Pre-construction profits are often among the highest in the industry. At the same time so are the risks.
While the potential for profits in this particular corner of the real estate market are unconventionally high the risks are also abundant. This is speculative real estate at its very best and as we have all learned in the past, when the bubble bursts in a specific market those who have the most invested are the ones who often loose most heavily.
You are buying real estate in Perth at some point before construction is complete. In hot markets you will often need to purchase the units before ground has broken on the project in order to get the lowest price for your investment and highest potential pay off for your pockets. Once you’ve purchased the unit or units you plan to sell, then you begin seeking buyers for those units.
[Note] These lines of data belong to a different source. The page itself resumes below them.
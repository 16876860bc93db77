pub mod generic;
pub mod native;

use std::fmt;

use crate::code::CodeObject;
use crate::error::{DecodeError, EncodeError};

pub use generic::GenericBackend;
pub use native::NativeBackend;

/// Turns a marshalled payload into a [`CodeObject`] tree and back.
///
/// A tree can only be encoded by the kind of backend that decoded it, since the
/// fields it does not expose are kept in that backend's representation.
pub trait Backend {
    fn kind(&self) -> BackendKind;

    fn decode(&self, payload: &[u8], magic: u16) -> Result<CodeObject, DecodeError>;

    fn encode(&self, code: &CodeObject, magic: u16) -> Result<Vec<u8>, EncodeError>;
}

#[derive(Debug, Clone, Copy, PartialEq, Eq, Hash)]
pub enum BackendKind {
    /// Understands every Python version `python_marshal` supports, picked by magic number.
    Generic,
    /// Only understands the host format, whatever the magic number says.
    Native,
}

impl BackendKind {
    pub fn name(self) -> &'static str {
        match self {
            BackendKind::Generic => "generic",
            BackendKind::Native => "native",
        }
    }

    pub fn create(self) -> Box<dyn Backend> {
        match self {
            BackendKind::Generic => Box::new(GenericBackend),
            BackendKind::Native => Box::new(NativeBackend::new()),
        }
    }
}

impl fmt::Display for BackendKind {
    fn fmt(&self, f: &mut fmt::Formatter<'_>) -> fmt::Result {
        f.write_str(self.name())
    }
}

pub(crate) fn foreign(expected: BackendKind, code: &CodeObject) -> EncodeError {
    EncodeError::ForeignNode {
        expected: expected.name(),
        found: code.backend().name(),
    }
}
When the contractors attempt to get funding for their buildings in these large complexes they often need to have a certain percentage of the units “pre sold” in order to convince the banks that there is an adequate market. So real estate investors buy these units at rock bottom prices because essentially they are paying for the idea of the unit which hasn’t at this time been built and isn’t yet approved to be built in many cases rather than a brick and mortar property. As the project draws closer to completion, particularly in markets where real estate is in high demand, the value of the property rises dramatically.
There are any number of things that can go wrong on a project such as this not the least of which is that the demand for housing will be met before the unit is actually built. Also recessions, business closings, economies collapsing, and tragedies in the vicinity can occur before the property is complete leaving everyone who has invested heavily in the project holding a little bit of the bag and loosing their profits. These projects generally take a great deal of time to complete which makes the risks that much greater and the anticipation of these events a little more difficult to map out ahead of time. If you can manage to make it through, however many investors see more than a one hundred per cent return on their investment making it a popular type of investment among many despite the rather large risks involved.